In each legislative session since 2022, lawmakers have introduced bills to lift those rates. Each time, even as they have broadened their coalition and moderated their request, they have fallen short. Time and again, a wide spectrum of businesses that sell alcohol — from brewers to wholesalers to restaurants and even gas stations — has fought off the measures.
In 2025, Parajón worked closely with Micaela Lara Cadena, D-Mesilla, vice chair of the House tax committee, but that is still where the bill died, after two Democrats voted against it.
The pair — Patricia Lundstrom, D-Gallup, and Doreen Gallegos, D-Las Cruces — both had ties to the alcohol industry and afterwards, Cadena took the unusual step of speaking out against what she perceived as her colleagues’ conflicts of interest.
During an interim committee hearing in October, Cadena seemed more determined, and said her duty as a lawmaker “is to our people, not to the alcohol lobbyist or industry or what they determine or decide.”
Lundstrom, on the other hand, remained unconvinced. McKinley County, which she represents and which has long struggled with high rates of alcohol dependency, is allowed to tax alcohol 5%, which she said was “a good thing.” But she was skeptical of imposing such measures statewide. “I’m not going to add more taxes on to McKinley County if I don’t see a clear path,” she said.
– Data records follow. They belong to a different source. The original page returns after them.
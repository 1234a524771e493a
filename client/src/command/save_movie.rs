//! [`Command`] for saving a catalog movie into the backend storage.

use serde_json::json;

#[cfg(doc)]
use crate::{domain::Movie, Command};
use crate::{
    domain::movie::{self, TmdbId},
    infra::gateway::Request,
    query::Endpoint,
};

/// [`Command`] for saving a catalog [`Movie`] into the backend storage.
///
/// Saving an already saved [`Movie`] updates it and returns the same
/// [`movie::Id`].
#[derive(Clone, Copy, Debug)]
pub struct SaveMovie {
    /// [`TmdbId`] of the [`Movie`] to save.
    pub tmdb_id: TmdbId,
}

impl Endpoint for SaveMovie {
    type Output = movie::Stored;

    fn request(self) -> Request {
        Request::post("/db/movies/save_movie/")
            .body(json!({ "tmdb_id": self.tmdb_id }))
    }
}
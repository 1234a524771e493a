//! [`User`] definitions.

pub mod profile;
pub mod session;

use std::sync::LazyLock;

use derive_more::{AsRef, Debug, Display, From, FromStr, Into};
use regex::Regex;
use secrecy::{zeroize::Zeroize, CloneableSecret};
use serde::{Deserialize, Serialize};

use crate::domain::Preferences;

pub use self::{
    profile::Profile,
    session::{Session, Token},
};

/// Authenticated user, as cached by the client.
#[derive(Clone, Debug, Deserialize, PartialEq, Serialize)]
pub struct User {
    /// ID of this [`User`].
    pub id: Id,

    /// [`Username`] of this [`User`].
    pub username: Username,

    /// Summary of [`Preferences`] of this [`User`], taken from the last
    /// cached [`Profile`].
    #[serde(default, skip_serializing_if = "Option::is_none")]
    pub preferences: Option<Preferences>,
}

/// ID of a [`User`].
#[derive(
    Clone,
    Copy,
    Debug,
    Deserialize,
    Display,
    Eq,
    From,
    FromStr,
    Hash,
    Into,
    PartialEq,
    Serialize,
)]
#[serde(transparent)]
pub struct Id(u64);

/// Username of a [`User`].
#[derive(AsRef, Clone, Debug, Deserialize, Display, Eq, PartialEq, Serialize)]
#[as_ref(str, String)]
#[serde(try_from = "String", into = "String")]
pub struct Username(String);

impl Username {
    /// Creates a new [`Username`] if the given `name` is valid.
    #[must_use]
    pub fn new(name: impl Into<String>) -> Option<Self> {
        let name = name.into();
        Self::check(&name).then_some(Self(name))
    }

    /// Checks whether the given `name` is a valid [`Username`].
    fn check(name: impl AsRef<str>) -> bool {
        /// Regular expression checking [`Username`] invariants:
        /// - Must not be empty;
        /// - Must contain only letters, digits and `@.+-_` characters;
        /// - Must be at most 150 characters long.
        static REGEX: LazyLock<Regex> = LazyLock::new(|| {
            Regex::new(r"^[\w.@+-]{1,150}$").expect("valid regex")
        });

        REGEX.is_match(name.as_ref())
    }
}

impl TryFrom<String> for Username {
    type Error = &'static str;

    fn try_from(name: String) -> Result<Self, Self::Error> {
        Self::new(name).ok_or("invalid `Username`")
    }
}

impl From<Username> for String {
    fn from(name: Username) -> Self {
        name.0
    }
}

impl FromStr for Username {
    type Err = &'static str;

    fn from_str(s: &str) -> Result<Self, Self::Err> {
        Self::new(s).ok_or("invalid `Username`")
    }
}

/// Email address of a [`User`].
#[derive(AsRef, Clone, Debug, Display, Eq, PartialEq, Serialize)]
#[as_ref(str, String)]
#[serde(transparent)]
pub struct Email(String);

impl Email {
    /// Creates a new [`Email`] if the given `address` is valid.
    #[must_use]
    pub fn new(address: impl Into<String>) -> Option<Self> {
        let address = address.into();
        Self::check(&address).then_some(Self(address))
    }

    /// Checks whether the given `address` is a valid [`Email`].
    fn check(address: impl AsRef<str>) -> bool {
        /// Regular expression checking [`Email`] format.
        static REGEX: LazyLock<Regex> = LazyLock::new(|| {
            Regex::new(r"^[^@\s]+@[^@\s]+\.[^@\s]+$").expect("valid regex")
        });

        let address = address.as_ref();
        address.len() <= 254 && REGEX.is_match(address)
    }
}

impl FromStr for Email {
    type Err = &'static str;

    fn from_str(s: &str) -> Result<Self, Self::Err> {
        Self::new(s).ok_or("invalid `Email`")
    }
}

/// Password of a [`User`].
///
/// Not displayable and redacted from the [`Debug`] output, so it's never
/// logged by accident.
#[derive(AsRef, Clone, Debug, Eq, PartialEq)]
#[as_ref(str)]
#[debug("Password(***)")]
pub struct Password(String);

impl Password {
    /// Creates a new [`Password`] if the given `password` is not empty.
    #[must_use]
    pub fn new(password: impl Into<String>) -> Option<Self> {
        let password = password.into();
        (!password.is_empty()).then_some(Self(password))
    }
}

impl FromStr for Password {
    type Err = &'static str;

    fn from_str(s: &str) -> Result<Self, Self::Err> {
        Self::new(s).ok_or("empty `Password`")
    }
}

impl CloneableSecret for Password {}
impl Zeroize for Password {
    fn zeroize(&mut self) {
        self.0.zeroize();
    }
}
//! [`Command`] for recording watched movies of a [`Profile`].

use common::operations::Perform;
use serde_json::json;
use tracerr::Traced;

#[cfg(doc)]
use crate::domain::{movie::Stored, Profile};
use crate::{
    domain::{
        movie,
        user::profile::{self, Rating},
    },
    infra::{
        gateway::{self, Request, Response},
        storage, Gateway,
    },
    Client, Failure,
};

use super::{Command, Mutated};

/// [`Command`] for recording watched movies of a [`Profile`].
#[derive(Clone, Debug)]
pub struct AddWatchedMovies {
    /// ID of the [`Profile`] to update.
    pub profile: profile::Id,

    /// IDs of the watched [`Stored`] movies.
    pub movies: Vec<movie::Id>,

    /// [`Rating`] given to every watched movie.
    pub rating: Option<Rating>,
}

impl<Gw, St> Command<AddWatchedMovies> for Client<Gw, St>
where
    Gw: Gateway<Perform<Request>, Ok = Response, Err = Traced<gateway::Error>>,
    St: storage::Backend,
{
    type Ok = Mutated;
    type Err = Traced<Failure>;

    async fn execute(
        &self,
        cmd: AddWatchedMovies,
    ) -> Result<Self::Ok, Self::Err> {
        let write = Request::post(format!(
            "/db/profiles/{}/add_watched_movie/",
            cmd.profile,
        ))
        .body(json!({
            "movie_id": cmd.movies,
            "user_rating": cmd.rating,
        }));

        self.mutate_profile(write).await.map_err(tracerr::wrap!())
    }
}
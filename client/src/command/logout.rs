//! [`Command`] for ending the current [`Session`].

use tracerr::Traced;
use tracing as log;

#[cfg(doc)]
use crate::{domain::Session, infra::SessionStore};
use crate::{
    infra::{session_store, storage},
    Client,
};

use super::Command;

/// [`Command`] for ending the current [`Session`], clearing the whole
/// [`SessionStore`].
///
/// No remote call is made, and logging out without a [`Session`] is a
/// no-op.
#[derive(Clone, Copy, Debug, Default)]
pub struct Logout;

impl<Gw, St> Command<Logout> for Client<Gw, St>
where
    St: storage::Backend,
{
    type Ok = ();
    type Err = Traced<session_store::Error>;

    async fn execute(&self, _: Logout) -> Result<Self::Ok, Self::Err> {
        self.session_store()
            .clear()
            .await
            .map_err(tracerr::wrap!())?;
        log::debug!("`Session` cleared");
        Ok(())
    }
}
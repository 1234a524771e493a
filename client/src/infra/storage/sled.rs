//! [`Storage`] implementation backed by an embedded [`sled`] database.

use std::path::PathBuf;

use common::operations::{By, Select, Update};
use smart_default::SmartDefault;
use tracerr::Traced;

use super::{Batch, Change, Error, Key, Storage};

/// Name of the [`sled::Tree`] holding session entries.
const TREE: &[u8] = b"session";

/// [`Sled`] configuration.
#[derive(Clone, Debug, SmartDefault)]
pub struct Config {
    /// Directory of the database files.
    #[default(PathBuf::from(".movies/session"))]
    pub path: PathBuf,

    /// Indicator whether the database is removed once dropped.
    pub temporary: bool,
}

/// Durable [`Storage`] surviving client restarts.
#[derive(Clone, Debug)]
pub struct Sled {
    /// [`sled::Tree`] holding session entries.
    tree: ::sled::Tree,
}

impl Sled {
    /// Opens a [`Sled`] storage with the provided [`Config`].
    ///
    /// # Errors
    ///
    /// If the database cannot be opened.
    pub fn open(config: &Config) -> Result<Self, Traced<Error>> {
        let db = ::sled::Config::new()
            .path(&config.path)
            .temporary(config.temporary)
            .open()
            .map_err(tracerr::from_and_wrap!(=> Error))?;
        let tree = db.open_tree(TREE).map_err(tracerr::from_and_wrap!(=> Error))?;
        Ok(Self { tree })
    }
}

impl Storage<Select<By<Option<String>, Key>>> for Sled {
    type Ok = Option<String>;
    type Err = Traced<Error>;

    async fn execute(
        &self,
        Select(by): Select<By<Option<String>, Key>>,
    ) -> Result<Self::Ok, Self::Err> {
        self.tree
            .get(by.into_inner().as_str())
            .map_err(tracerr::from_and_wrap!(=> Error))?
            .map(|v| String::from_utf8(v.to_vec()))
            .transpose()
            .map_err(tracerr::from_and_wrap!(=> Error))
    }
}

impl Storage<Update<Batch>> for Sled {
    type Ok = ();
    type Err = Traced<Error>;

    async fn execute(
        &self,
        Update(batch): Update<Batch>,
    ) -> Result<Self::Ok, Self::Err> {
        let mut b = ::sled::Batch::default();
        for change in batch {
            match change {
                Change::Put(key, value) => b.insert(key.as_str(), value.as_str()),
                Change::Remove(key) => b.remove(key.as_str()),
            }
        }
        self.tree
            .apply_batch(b)
            .map_err(tracerr::from_and_wrap!(=> Error))?;
        self.tree
            .flush_async()
            .await
            .map_err(tracerr::from_and_wrap!(=> Error))
            .map(drop)
    }
}

#[cfg(test)]
mod tests {
    use common::operations::{By, Select, Update};

    use super::{Batch, Config, Key, Sled, Storage as _};

    fn temporary() -> Sled {
        Sled::open(&Config {
            path: std::env::temp_dir().join(format!(
                "movies-session-{}-{:?}",
                std::process::id(),
                std::thread::current().id(),
            )),
            temporary: true,
        })
        .unwrap()
    }

    #[tokio::test]
    async fn reads_back_written_entries() {
        let storage = temporary();

        storage
            .execute(Update(
                Batch::default()
                    .put(Key::Token, "\"abc\"")
                    .put(Key::User, "{}"),
            ))
            .await
            .unwrap();

        let token = storage.execute(Select(By::new(Key::Token))).await.unwrap();
        let profile =
            storage.execute(Select(By::new(Key::Profile))).await.unwrap();

        assert_eq!(token.as_deref(), Some("\"abc\""));
        assert_eq!(profile, None);
    }

    #[tokio::test]
    async fn removes_entries() {
        let storage = temporary();

        storage
            .execute(Update(Batch::default().put(Key::Profile, "{}")))
            .await
            .unwrap();
        storage
            .execute(Update(Batch::default().remove(Key::Profile)))
            .await
            .unwrap();

        let profile =
            storage.execute(Select(By::new(Key::Profile))).await.unwrap();
        assert_eq!(profile, None);
    }
}
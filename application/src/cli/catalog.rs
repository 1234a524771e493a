//! Catalog browsing and recommendation commands.

use client::{
    command::{SaveMovie, SyncGenres},
    domain::movie::{ImageSize, TmdbId},
    query::{
        ForYou, Genres, MovieCredits, MovieDetails, PopularMovies,
        Recommendations, SearchMovies, SimilarMovies,
    },
    Command as _, Query as _,
};
use futures::future;
use serde_json::{json, Value};

use crate::{AsError, Client, Error};

use super::{account, local, render};

/// Lists currently popular movies.
pub(super) async fn popular(client: &Client) -> Result<Value, Error> {
    let list = client
        .execute(PopularMovies)
        .await
        .map_err(AsError::into_error)?;
    render(&list)
}

/// Searches movies by the provided `query`.
#[tracing::instrument(skip_all, fields(query = %query))]
pub(super) async fn search(
    client: &Client,
    query: String,
) -> Result<Value, Error> {
    let list = client
        .execute(SearchMovies { query })
        .await
        .map_err(AsError::into_error)?;
    render(&list)
}

/// Shows details, credits and similar movies of the movie with the provided
/// [`TmdbId`] at once.
#[tracing::instrument(skip_all, fields(id = %id))]
pub(super) async fn movie(client: &Client, id: TmdbId) -> Result<Value, Error> {
    let (details, credits, similar) = future::try_join3(
        client.execute(MovieDetails { id }),
        client.execute(MovieCredits { id }),
        client.execute(SimilarMovies { id }),
    )
    .await
    .map_err(AsError::into_error)?;

    let poster = details
        .movie
        .poster_path
        .as_ref()
        .and_then(|p| p.url(ImageSize::default()));
    let directors = credits
        .directors()
        .map(|d| d.name.clone())
        .collect::<Vec<_>>();

    Ok(json!({
        "details": render(&details)?,
        "poster": poster,
        "directors": directors,
        "credits": render(&credits)?,
        "similar": render(&similar.results)?,
    }))
}

/// Lists catalog genres.
pub(super) async fn genres(client: &Client) -> Result<Value, Error> {
    let list = client
        .execute(Genres)
        .await
        .map_err(AsError::into_error)?;
    render(&list)
}

/// Syncs catalog genres into the backend storage.
pub(super) async fn sync_genres(client: &Client) -> Result<Value, Error> {
    let status = client
        .execute(SyncGenres)
        .await
        .map_err(AsError::into_error)?;
    render(&status)
}

/// Saves the movie with the provided [`TmdbId`] into the backend storage.
#[tracing::instrument(skip_all, fields(tmdb_id = %tmdb_id))]
pub(super) async fn save_movie(
    client: &Client,
    tmdb_id: TmdbId,
) -> Result<Value, Error> {
    let stored = client
        .execute(SaveMovie { tmdb_id })
        .await
        .map_err(AsError::into_error)?;
    render(&stored)
}

/// Recommends movies for the preferences of the current user.
pub(super) async fn recommend(client: &Client) -> Result<Value, Error> {
    let preferences = account::current_preferences(client).await?;
    let list = client
        .execute(Recommendations { preferences })
        .await
        .map_err(AsError::into_error)?;
    render(&list)
}

/// Picks popular movies of the favorite genres of the current user.
pub(super) async fn for_you(client: &Client) -> Result<Value, Error> {
    let preferences = account::current_preferences(client).await?;
    let popular = client
        .execute(PopularMovies)
        .await
        .map_err(AsError::into_error)?;
    let movies = local(
        client
            .execute(ForYou {
                movies: popular.results,
                preferences,
            })
            .await,
    );
    render(&movies)
}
At last weekend’s town hall, when Parajón was asked whether the new bill had a better chance of passing the committee, she hedged. “I can’t really speak to how representatives are going to vote, especially when a new bill is brought forward.”
There is a precedent for adding a 3% sales tax: Maryland did exactly that 2011. In the years that followed, multiple studies found the change reduced alcohol–related harms.
At the town hall, another bill sponsor Sen. Antoinette Sedillo Lopez, D-Albuquerque, acknowledged the lawmakers had lowered their ambitions as they sought a bill they could pass. On a $2 beer at a convenience store, for example a 3% tax comes to little more than a nickel.
“How many of you would support paying five cents for a drink?” she asked the audience, who responded with a round of applause.
The Centers for Disease Control and Prevention long ranked New Mexico’s alcohol-related death rate the highest in the nation but it no longer does — because last year the Trump administration dissolved the agency’s alcohol unit, and disbanded its staff.
New Mexico Health Department communications coordinator David Barre said states were sharing data with each other to make such comparisons, “but it’s a work in progress.”